Altro caso è invece l’applicazione di dazi da parte degli US con decisioni unilaterali ad esempio per 300 miliardi di $ da settembre verso la Cina, che ha avviato una procedura alla Wto per avere il diritto di imporre misure compensatorie. Il comportamento US si è ripetuto al di fuori delle regole Wto, mentre la ritorsione cinese si richiama alle procedure previste dagli accordi internazionali vigenti come nel caso US/UE.
L’ uso dei dazi è completamente diverso e introduce nuovi motivi di riflessione oltre a quelli proposti in questa sede in un precedente contributo poche settimane fa. Si rileva una duplice e contrastante interpretazione della loro applicazione in particolare da parte degli US. Nel caso attuale tutto avviene in conformità agli accordi multilaterali vigenti, in quelli degli scorsi mesi, invece, secondo modalità improprie, unilaterali e “aggressive”. La differenza fra le contese multilaterali e quelle bilaterali trova così una chiara rappresentazione, tuttavia il fatto che gli US non abbiano abbandonato il modello multilaterale è importante per il riconoscimento che ciò implica anche nel contenzioso relativo alle recenti mosse degli stessi US.

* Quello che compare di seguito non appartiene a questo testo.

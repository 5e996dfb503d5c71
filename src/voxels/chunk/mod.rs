//! # Chunk Module
//!
//! Fixed-size 16x128x16 grids of blocks addressed by a [`ChunkCoordinate`].
//!
//! ## Storage
//!
//! A chunk keeps two parallel views of the same cells:
//! - `blocks`: the dense block array, one `Block` per cell
//! - `solid_array`: a bit vector (1 bit per cell) that is set exactly where the
//!   block is not air
//!
//! Both use the canonical index `x * SIZE_Z * SIZE_Y + y * SIZE_Z + z`. The bit
//! mask answers the mesh builder's neighbour queries without loading block data
//! and lets [`SolidBlockIterator`] skip air a word at a time.
//!
//! ### Performance Characteristics
//! - **Block Lookup**: O(1)
//! - **Solidity Check**: O(1), bounds included
//! - **Solid Iteration**: proportional to the number of set bits plus words scanned

use bitvec::vec::BitVec;
use cgmath::Point3;

use crate::error::VoxelError;

use super::block::Block;

mod chunk_coordinate;
pub mod chunk_iteration;

pub use chunk_coordinate::ChunkCoordinate;
pub use chunk_iteration::SolidBlockIterator;

/// Width of a chunk in blocks.
pub const SIZE_X: i32 = 16;
/// Height of a chunk in blocks. Chunks span the whole world vertically.
pub const SIZE_Y: i32 = 128;
/// Depth of a chunk in blocks.
pub const SIZE_Z: i32 = 16;
/// The total number of cells in a chunk.
pub const CHUNK_VOLUME: usize = (SIZE_X * SIZE_Y * SIZE_Z) as usize;
/// The number of vertical columns in a chunk.
pub const CHUNK_COLUMNS: usize = (SIZE_X * SIZE_Z) as usize;

/// A position inside a chunk. Each component must lie in `[0, SIZE_*)`.
pub type LocalCoordinate = Point3<i32>;

/// Represents a 16x128x16 collection of voxel blocks in the world.
///
/// A new chunk is entirely air. After construction it is only changed through
/// [`Chunk::set_block`] (or the column helpers built on it) and is never resized.
#[derive(Clone, Debug, PartialEq)]
pub struct Chunk {
    /// The position of this chunk in chunk coordinates (not block coordinates).
    coordinate: ChunkCoordinate,

    /// Dense block storage, `CHUNK_VOLUME` entries.
    blocks: Vec<Block>,

    /// One bit per cell, set where `blocks` holds a non-air block.
    solid_array: BitVec,
}

impl Chunk {
    /// Creates a new, completely empty chunk (all blocks are air).
    pub fn new(coordinate: ChunkCoordinate) -> Self {
        Chunk {
            coordinate,
            blocks: vec![Block::AIR; CHUNK_VOLUME],
            solid_array: BitVec::repeat(false, CHUNK_VOLUME),
        }
    }

    /// Creates a new chunk filled with `block` in every cell.
    pub fn filled(coordinate: ChunkCoordinate, block: Block) -> Self {
        Chunk {
            coordinate,
            blocks: vec![block; CHUNK_VOLUME],
            solid_array: BitVec::repeat(block.is_solid(), CHUNK_VOLUME),
        }
    }

    pub fn coordinate(&self) -> ChunkCoordinate {
        self.coordinate
    }

    /// World-space position of this chunk's `(0, 0, 0)` cell.
    pub fn world_origin(&self) -> Point3<i32> {
        self.coordinate.world_origin()
    }

    /// Whether every component of `coordinate` is within the chunk.
    pub fn contains(coordinate: LocalCoordinate) -> bool {
        (0..SIZE_X).contains(&coordinate.x)
            && (0..SIZE_Y).contains(&coordinate.y)
            && (0..SIZE_Z).contains(&coordinate.z)
    }

    /// Storage index of a local coordinate.
    ///
    /// # Errors
    /// [`VoxelError::IndexOutOfRange`] if any component is outside the chunk.
    pub fn index(coordinate: LocalCoordinate) -> Result<usize, VoxelError> {
        if !Self::contains(coordinate) {
            return Err(VoxelError::IndexOutOfRange {
                x: coordinate.x,
                y: coordinate.y,
                z: coordinate.z,
            });
        }

        Ok((coordinate.x * SIZE_Z * SIZE_Y + coordinate.y * SIZE_Z + coordinate.z) as usize)
    }

    /// Returns the block at the given local coordinate.
    pub fn block(&self, coordinate: LocalCoordinate) -> Result<Block, VoxelError> {
        Ok(self.blocks[Self::index(coordinate)?])
    }

    /// Overwrites the cell at `coordinate` with `block`, keeping the solidity mask in sync.
    pub fn set_block(&mut self, coordinate: LocalCoordinate, block: Block) -> Result<(), VoxelError> {
        let index = Self::index(coordinate)?;
        self.blocks[index] = block;
        self.solid_array.set(index, block.is_solid());
        Ok(())
    }

    /// Checks if the block at the specified chunk-relative coordinates is solid.
    ///
    /// Coordinates outside the chunk are never solid; neighbouring chunks are not consulted.
    pub fn is_block_solid(&self, x: i32, y: i32, z: i32) -> bool {
        match Self::index(Point3::new(x, y, z)) {
            Ok(index) => self.solid_array[index],
            Err(_) => false,
        }
    }

    /// Sets every cell of column `(x, z)` from `y = 0` up to and including `height` to `block`.
    ///
    /// A negative height leaves the column untouched.
    pub fn fill_column(&mut self, x: i32, z: i32, height: i32, block: Block) -> Result<(), VoxelError> {
        if height >= SIZE_Y {
            return Err(VoxelError::IndexOutOfRange { x, y: height, z });
        }
        Self::index(Point3::new(x, 0, z))?;

        for y in 0..=height {
            self.set_block(Point3::new(x, y, z), block)?;
        }

        Ok(())
    }

    /// The y of the highest solid cell in column `(x, z)`, or `None` for an all-air column.
    pub fn column_height(&self, x: i32, z: i32) -> Result<Option<i32>, VoxelError> {
        let base = Self::index(Point3::new(x, 0, z))?;
        let column = (0..SIZE_Y).rev().find(|&y| self.solid_array[base + (y * SIZE_Z) as usize]);
        Ok(column)
    }

    /// Number of non-air cells.
    pub fn solid_count(&self) -> usize {
        self.solid_array.count_ones()
    }

    /// All cells in storage order.
    pub fn blocks(&self) -> &[Block] {
        &self.blocks
    }

    /// Iterates the non-air cells with their positions (X outer, Y, Z inner).
    pub fn solid_blocks(&self) -> SolidBlockIterator<'_> {
        SolidBlockIterator::new(self)
    }
}
//! The headless host entry point driven by a config file.

use std::io::Write;

use voxel_world::{run, ConfigError, EngineConfig, GeneratorKind};

#[test]
fn runs_with_a_config_file_and_rejects_a_missing_one() {
    let mut file = tempfile::NamedTempFile::new().unwrap();
    write!(
        file,
        r#"{{ "generator": {{ "kind": "flat", "height": 3 }}, "render_distance": 1 }}"#
    )
    .unwrap();

    assert!(run(file.path().to_str()).is_ok());

    let dir = tempfile::tempdir().unwrap();
    let missing = dir.path().join("missing.json");
    assert!(run(missing.to_str()).is_err());
}

#[test]
fn config_written_by_serde_reads_back() {
    let config = EngineConfig {
        seed: 17,
        generator: GeneratorKind::Flat { height: 9 },
        ..EngineConfig::default()
    };
    let dir = tempfile::tempdir().unwrap();
    let path = dir.path().join("world.json");
    std::fs::write(&path, serde_json::to_string_pretty(&config).unwrap()).unwrap();

    assert_eq!(EngineConfig::from_path(&path).unwrap(), config);
    assert!(matches!(
        EngineConfig::from_json_str("[1, 2]"),
        Err(ConfigError::Parse(_))
    ));
}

Per l’Italia che da spettatrice diventa partecipe della contesa è un fatto negativo che colpisce un settore chiave delle nostre esportazioni. Nel calore del momento sono state effettuate numerose stime spesso affrettate e contrastanti. Nomisma quantifica un possibile impatto di 482 milioni di dollari sui nostri prodotti, un importo che in questo ambito colpirebbe il 9% delle nostre esportazioni e pari a meno di quelle francesi o inglesi.
Nei prossimi giorni si vedrà come e se gli US intendano procedere e quali reazioni metterà in campo l’Ue, anche in relazione all’altra causa pendente in materia. Come è già avvenuto in altri casi la soluzione più probabile è l’apertura di un negoziato fra le parti confermando così che il ritorno ai dazi può essere uno strumento di pressione nei negoziati più che di reale imposizione di barriere, improprie nella controversia US/Cina, correttamente applicate nel caso Airbus.

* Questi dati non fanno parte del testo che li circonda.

use std::sync::{Arc, PoisonError, RwLock, RwLockReadGuard, RwLockWriteGuard};

/// A thread-safe, reference-counted resource container with read-write locking.
///
/// `MtResource` is the handle type the world hands out for chunks, and the lock a
/// threaded host wraps around a whole [`World`](crate::World). Cloning the handle
/// never copies the resource: every clone points at the same allocation, which is
/// what makes cache identity observable through [`MtResource::ptr_eq`].
///
/// # Examples
///
/// ```
/// use voxel_world::MtResource;
///
/// let counter = MtResource::new(0);
/// let alias = counter.clone();
///
/// *alias.get_mut() += 1;
///
/// assert_eq!(*counter.get(), 1);
/// assert!(counter.ptr_eq(&alias));
/// ```
///
/// # Locking
/// - Any number of readers may hold [`get`](MtResource::get) guards at once
/// - [`get_mut`](MtResource::get_mut) is exclusive and blocks until readers are gone
/// - Writers must not mutate a chunk while a mesh build may be reading it; taking
///   the write guard is how a host serializes that
pub struct MtResource<T: Send + Sync> {
    resource: Arc<RwLock<T>>,
}

impl<T: Send + Sync> MtResource<T> {
    /// Creates a new `MtResource` containing the given value.
    pub fn new(resource: T) -> Self {
        Self {
            resource: Arc::new(RwLock::new(resource)),
        }
    }

    /// Returns a read-only guard over the contained value.
    ///
    /// A lock poisoned by a panicking writer is recovered rather than propagated;
    /// every mutation in this crate leaves its value consistent before it can panic.
    pub fn get(&self) -> RwLockReadGuard<'_, T> {
        self.resource.read().unwrap_or_else(PoisonError::into_inner)
    }

    /// Returns an exclusive guard that allows modifying the contained value.
    pub fn get_mut(&self) -> RwLockWriteGuard<'_, T> {
        self.resource.write().unwrap_or_else(PoisonError::into_inner)
    }

    /// Returns `true` when both handles refer to the same allocation.
    pub fn ptr_eq(&self, other: &Self) -> bool {
        Arc::ptr_eq(&self.resource, &other.resource)
    }
}

impl<T: Send + Sync> Clone for MtResource<T> {
    fn clone(&self) -> Self {
        Self {
            resource: self.resource.clone(),
        }
    }
}

impl<T: Send + Sync + std::fmt::Debug> std::fmt::Debug for MtResource<T> {
    fn fmt(&self, f: &mut std::fmt::Formatter<'_>) -> std::fmt::Result {
        f.debug_struct("MtResource")
            .field("resource", &*self.get())
            .finish()
    }
}

#[cfg(test)]
mod tests {
    use super::*;
    use std::thread;

    #[test]
    fn clones_share_one_allocation() {
        let original = MtResource::new(vec![1, 2, 3]);
        let alias = original.clone();
        let unrelated = MtResource::new(vec![1, 2, 3]);

        assert!(original.ptr_eq(&alias));
        assert!(!original.ptr_eq(&unrelated));
        *alias.get_mut() = vec![4];
        assert_eq!(*original.get(), vec![4]);
        assert_eq!(*unrelated.get(), vec![1, 2, 3]);
    }

    #[test]
    fn writes_are_visible_across_threads() {
        let counter = MtResource::new(0u32);

        thread::scope(|scope| {
            for _ in 0..8 {
                let counter = counter.clone();
                scope.spawn(move || {
                    *counter.get_mut() += 1;
                });
            }
        });

        assert_eq!(*counter.get(), 8);
    }
}
//! # Chunk Iteration Module
//!
//! Walks the solid cells of a chunk in storage order without touching air.
//!
//! ## Memory-Aware Iteration
//!
//! The iterator scans the chunk's solidity bit mask for the next set bit and only
//! then reads the block array, so long runs of air (everything above the terrain
//! surface) are skipped a word at a time instead of cell by cell.

use cgmath::Point3;

use crate::voxels::block::Block;

use super::{Chunk, LocalCoordinate, SIZE_Y, SIZE_Z};

/// An iterator over all non-air blocks in a chunk.
///
/// Yields cells in ascending storage index, which is X outermost, then Y, then Z
/// innermost. The mesh builder relies on this order to keep its output stable.
pub struct SolidBlockIterator<'a> {
    /// Chunk being iterated over
    chunk_ref: &'a Chunk,
    /// Next storage index to examine
    next_index: usize,
}

impl<'a> SolidBlockIterator<'a> {
    pub fn new(chunk_ref: &'a Chunk) -> Self {
        SolidBlockIterator {
            chunk_ref,
            next_index: 0,
        }
    }
}

impl<'a> Iterator for SolidBlockIterator<'a> {
    type Item = (LocalCoordinate, Block);

    fn next(&mut self) -> Option<Self::Item> {
        let solid_array = &self.chunk_ref.solid_array;
        if self.next_index >= solid_array.len() {
            return None;
        }

        let index = self.next_index + solid_array[self.next_index..].first_one()?;
        self.next_index = index + 1;

        Some((position_from_index(index), self.chunk_ref.blocks[index]))
    }
}

/// Inverse of the chunk index formula `x * SIZE_Z * SIZE_Y + y * SIZE_Z + z`.
pub(super) fn position_from_index(index: usize) -> LocalCoordinate {
    let index = index as i32;
    Point3::new(
        index / (SIZE_Z * SIZE_Y),
        (index / SIZE_Z) % SIZE_Y,
        index % SIZE_Z,
    )
}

In sintesi si conferma la natura negativa di questo strumento, grave in particolare nel momento in cui gli scambi commerciali mondiali sono in rallentamento e la tanto auspicata ripresa dell’economia è in frenata.
Una seria riflessione, anche con tutte le differenze esistenti, sul ritorno a regole più rispettate e condivise e a pratiche meno grossolane si impone, nell’interesse dell’intera economia mondiale. L’impressione, invece, è che si scherzi col fuoco.